L’istituto delle Orsoline diventa Casa famiglia

La struttura alla comunità di don Benzi: la notizia comunicata dal vescovo Forte che festeggia 10 anni di episcopato con una messa nella cattedrale
CHIETI. L’ex istituto delle Orsoline ospiterà una Casa famiglia dell'associazione "Comunità Papa Giovanni XXIII", sodalizio fondata da don Oreste Benzi nel 1968. La notizia è stata diffusa dall’arcivescovo della diocesi di Chieti-Vasto, monsignor Bruno Forte, in occasione del decennale del suo episcopato a Chieti.

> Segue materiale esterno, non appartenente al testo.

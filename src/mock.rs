//! A scripted, in-memory [`Platform`] used by the unit tests.

use std::cell::{Cell, RefCell};
use std::collections::{HashMap, VecDeque};
use std::rc::Rc;

use crate::{
    bridge, ClassDescriptor, ClassResources, Error, Event, EventDispatcher, Fetch,
    InstanceHandle, OsError, Platform, Propagation, RawHandle, Reply, WindowCreateInfo,
    WindowProcedure,
};

pub const INSTANCE: InstanceHandle = InstanceHandle(0x0040_0000);
pub const CURSOR: RawHandle = 0x1001;
pub const ICON: RawHandle = 0x1002;
pub const BRUSH: RawHandle = 0x1003;

thread_local! {
    static DEFAULT_CALLS: Cell<usize> = Cell::new(0);
}

/// A native call made by the code under test.
#[derive(Debug, Clone, PartialEq, Eq)]
pub enum Call {
    InitializeApartment,
    UninitializeApartment,
    RegisterClass(String),
    UnregisterClass(String),
    CreateWindow(String),
    DestroyWindow(RawHandle),
    Dispatch(u32),
}

/// The message record of the mock platform.
#[derive(Debug, Default, Clone, Copy, PartialEq, Eq)]
pub struct MockMessage {
    pub hwnd: RawHandle,
    pub msg: u32,
    pub wparam: usize,
    pub lparam: isize,
}

enum Scripted {
    Message(MockMessage),
    Quit,
    Failure(u32),
}

#[derive(Default)]
struct State {
    calls: Vec<Call>,
    classes: HashMap<String, ClassDescriptor>,
    windows: HashMap<RawHandle, String>,
    queue: VecDeque<Scripted>,
    creation_messages: Vec<(u32, usize, isize)>,
    destruction_messages: Vec<(RawHandle, u32, usize, isize)>,
    next_hwnd: RawHandle,
    fetches: usize,
    fail_apartment: bool,
    fail_module_handle: bool,
    fail_class_resources: bool,
    fail_register_class: bool,
    fail_create_window: bool,
}

#[derive(Clone, Default)]
pub struct MockPlatform {
    state: Rc<RefCell<State>>,
}

impl MockPlatform {
    pub fn new() -> Self {
        let platform = Self::default();
        platform.state.borrow_mut().next_hwnd = 0x100;
        platform
    }

    pub fn fail_apartment(&self, yes: bool) {
        self.state.borrow_mut().fail_apartment = yes;
    }

    pub fn fail_module_handle(&self, yes: bool) {
        self.state.borrow_mut().fail_module_handle = yes;
    }

    pub fn fail_class_resources(&self, yes: bool) {
        self.state.borrow_mut().fail_class_resources = yes;
    }

    pub fn fail_register_class(&self, yes: bool) {
        self.state.borrow_mut().fail_register_class = yes;
    }

    pub fn fail_create_window(&self, yes: bool) {
        self.state.borrow_mut().fail_create_window = yes;
    }

    /// Queues a message for the pump.
    pub fn push_message(&self, hwnd: RawHandle, msg: u32, wparam: usize, lparam: isize) {
        let message = MockMessage {
            hwnd,
            msg,
            wparam,
            lparam,
        };
        self.state
            .borrow_mut()
            .queue
            .push_back(Scripted::Message(message));
    }

    /// Queues a quit message. An empty queue also reads as a quit message.
    pub fn push_quit(&self) {
        self.state.borrow_mut().queue.push_back(Scripted::Quit);
    }

    /// Queues a failed fetch.
    pub fn push_failure(&self, code: u32) {
        self.state
            .borrow_mut()
            .queue
            .push_back(Scripted::Failure(code));
    }

    /// Sends a message to every window while it is being created.
    pub fn on_create(&self, msg: u32, wparam: usize, lparam: isize) {
        self.state
            .borrow_mut()
            .creation_messages
            .push((msg, wparam, lparam));
    }

    /// Sends a message to `target` whenever another window is destroyed.
    pub fn on_destroy(&self, target: RawHandle, msg: u32, wparam: usize, lparam: isize) {
        self.state
            .borrow_mut()
            .destruction_messages
            .push((target, msg, wparam, lparam));
    }

    pub fn calls(&self) -> Vec<Call> {
        self.state.borrow().calls.clone()
    }

    pub fn count(&self, call: &Call) -> usize {
        self.state
            .borrow()
            .calls
            .iter()
            .filter(|c| *c == call)
            .count()
    }

    /// The currently registered class named `name`.
    pub fn class(&self, name: &str) -> Option<ClassDescriptor> {
        self.state.borrow().classes.get(name).cloned()
    }

    /// The class of a live window.
    pub fn window_class(&self, hwnd: RawHandle) -> Option<String> {
        self.state.borrow().windows.get(&hwnd).cloned()
    }

    /// How many times the pump waited for a message.
    pub fn fetches(&self) -> usize {
        self.state.borrow().fetches
    }

    /// How many scripted entries the pump did not consume.
    pub fn pending_messages(&self) -> usize {
        self.state.borrow().queue.len()
    }

    /// How many messages reached the default window procedure on this thread.
    pub fn default_procedure_calls() -> usize {
        DEFAULT_CALLS.with(Cell::get)
    }

    fn record(&self, call: Call) {
        self.state.borrow_mut().calls.push(call);
    }

    /// Calls the procedure of the class `hwnd` belongs to, like the system would.
    fn send(&self, hwnd: RawHandle, msg: u32, wparam: usize, lparam: isize) {
        let procedure = {
            let state = self.state.borrow();
            state
                .windows
                .get(&hwnd)
                .and_then(|class| state.classes.get(class))
                .and_then(|class| class.procedure)
        };

        if let Some(procedure) = procedure {
            // SAFETY: the mock procedure has no preconditions.
            unsafe { procedure(hwnd, msg, wparam, lparam) };
        }
    }
}

unsafe extern "system" fn procedure(
    hwnd: RawHandle,
    msg: u32,
    wparam: usize,
    lparam: isize,
) -> isize {
    match bridge::handle_message(hwnd, msg, wparam, lparam) {
        Reply::Handled => 0,
        Reply::Default => {
            DEFAULT_CALLS.with(|calls| calls.set(calls.get() + 1));
            0
        }
    }
}

impl Platform for MockPlatform {
    type Message = MockMessage;

    fn is_supported(&self) -> bool {
        true
    }

    fn initialize_apartment(&self) -> Result<(), Error> {
        self.record(Call::InitializeApartment);
        if self.state.borrow().fail_apartment {
            Err(OsError::new("CoInitializeEx", 0x8001_0106).into())
        } else {
            Ok(())
        }
    }

    fn uninitialize_apartment(&self) {
        self.record(Call::UninitializeApartment);
    }

    fn module_handle(&self) -> Result<InstanceHandle, Error> {
        if self.state.borrow().fail_module_handle {
            Err(OsError::new("GetModuleHandleW", 126).into())
        } else {
            Ok(INSTANCE)
        }
    }

    fn class_resources(&self) -> Result<ClassResources, Error> {
        if self.state.borrow().fail_class_resources {
            return Err(Error::StructureAllocation("could not load the default cursor"));
        }

        Ok(ClassResources {
            cursor: CURSOR,
            icon: ICON,
            background: BRUSH,
        })
    }

    fn window_procedure(&self) -> WindowProcedure {
        procedure
    }

    fn register_class(&self, class: &ClassDescriptor) -> Result<(), OsError> {
        self.record(Call::RegisterClass(class.name.clone()));

        let mut state = self.state.borrow_mut();
        if state.fail_register_class || state.classes.contains_key(&class.name) {
            return Err(OsError::new("RegisterClassW", 1410));
        }

        state.classes.insert(class.name.clone(), class.clone());
        Ok(())
    }

    fn unregister_class(&self, name: &str, _instance: InstanceHandle) {
        self.record(Call::UnregisterClass(name.to_owned()));
        self.state.borrow_mut().classes.remove(name);
    }

    fn create_window(
        &self,
        class: &str,
        _info: &WindowCreateInfo,
        _instance: InstanceHandle,
    ) -> Result<RawHandle, OsError> {
        self.record(Call::CreateWindow(class.to_owned()));

        let (hwnd, messages, fail) = {
            let mut state = self.state.borrow_mut();
            if !state.classes.contains_key(class) {
                return Err(OsError::new("CreateWindowExW", 1407));
            }

            let hwnd = state.next_hwnd;
            state.next_hwnd += 1;
            state.windows.insert(hwnd, class.to_owned());
            (hwnd, state.creation_messages.clone(), state.fail_create_window)
        };

        for (msg, wparam, lparam) in messages {
            self.send(hwnd, msg, wparam, lparam);
        }

        // Like a window procedure refusing the creation: the window received its first
        // messages, then got destroyed.
        if fail {
            self.state.borrow_mut().windows.remove(&hwnd);
            return Err(OsError::new("CreateWindowExW", 1400));
        }

        Ok(hwnd)
    }

    fn destroy_window(&self, window: RawHandle) {
        self.record(Call::DestroyWindow(window));

        let messages = {
            let mut state = self.state.borrow_mut();
            state.windows.remove(&window);
            state.destruction_messages.clone()
        };

        for (target, msg, wparam, lparam) in messages {
            if target != window {
                self.send(target, msg, wparam, lparam);
            }
        }
    }

    fn new_message(&self) -> MockMessage {
        MockMessage::default()
    }

    fn next_message(&self, message: &mut MockMessage) -> Fetch {
        let mut state = self.state.borrow_mut();
        state.fetches += 1;

        match state.queue.pop_front() {
            Some(Scripted::Message(next)) => {
                *message = next;
                Fetch::Message
            }
            Some(Scripted::Failure(code)) => Fetch::Failed(OsError::new("GetMessageW", code)),
            Some(Scripted::Quit) | None => Fetch::Quit,
        }
    }

    fn dispatch_message(&self, message: &MockMessage) {
        self.record(Call::Dispatch(message.msg));
        self.send(message.hwnd, message.msg, message.wparam, message.lparam);
    }

    fn yield_now(&self) {}
}

/// Returns a dispatcher recording every event it sees, and the recorded events.
pub fn recorder() -> (Rc<RefCell<Vec<Event>>>, EventDispatcher) {
    let events = Rc::new(RefCell::new(Vec::new()));
    let inner = events.clone();

    let mut dispatcher = EventDispatcher::new();
    dispatcher.listen(move |event| {
        inner.borrow_mut().push(event.clone());
        Propagation::Continue
    });

    (events, dispatcher)
}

Una data importante per l’alto prelato molto amato dalla comunità di fedeli per la sua grande comunicatività, il suo impegno pastorale in tutte le parrocchie della sua vasta diocesi. Cancellata l’idea di sostituire l’istituto affidato alle Orsoline alla fine degli anni Cinquanta con un centro di prima accoglienza per immigrati, prima, e una casa di riposo in seconda battuta, ora il destino del grande edificio che domina il quartiere della Civitella sarà quello di accogliere persone in difficoltà. La Comunità Papa Giovanni XXIII opera infatti nel mondo dell'emarginazione e della povertà seguendo i principi della condivisione diretta di vita e della rimozione non violenta delle cause che provocano ingiustizia ed emarginazione. Attualmente la Comunità è diffusa in 32 paesi dei cinque continenti. Ogni giorno siedono alla tavola della Comunità 41.000 persone. I membri effettivi dell'associazione sono oltre 1.800. Una creatura, l’associazione, che don Benzi ha curato fino al novenbre del 2007, anno della sua morte. Una scelta quella di monsignor Forte che non lascia spazio alla sorpresa. La comunità cristiana che anima la sua diocesi conosce la sua «passione» e il suo impegno verso le persone più povere, bisognose d’amore e di pane. E i suoi 10 anni di episcopato vengono salutati da tutti «con gioia e gratitudine». «Un pastore vicino al suo popolo» dicono in tanti, apprezzato «come padre spirituale e come fratello». Monsignor Forte è il sesto vescovo eletto dopo la seconda guerra mondiale. Don Bosio, Capovilla, Fagiolo, Valentini, Menichelli e poi lui nominato vescovo della diocesi di Chieti-Vasto nel 2004 da papa Bendetto XVI. Lui, figlio del dopoguerra, ultimo di otto fratelli, nato il primo agosto del 1949 a Napoli. Poi la vocazione e gli studi teologici che il 18 aprile del 1973 lo condurranno all’altare per la sua ordinazione a sacerdote. Dopo 31 anni il suo arrivo a Chieti. Un impegno pastorale capillare quello di monsignor Forte che ha voluto conoscere a fondo i fedeli di ogni parrocchia. Ci sono voluti 5 anni di intense visite pastorali per raggiungere lo scopo. E nessuna delle 150 parrocchi, neppure la più piccola, è stata tralasciata. Studioso apprezzato in Europa e negli Stati Uniti, dove di recente è stato protagonista di alcuni incontri teologici, attento e sempre disponibile nei confronti dei più deboli, i suoi 10 anni di episcopato verranno «festeggiati» con una messa in programma lunedì, alle 18,30, nella cattedrale di San Giustino.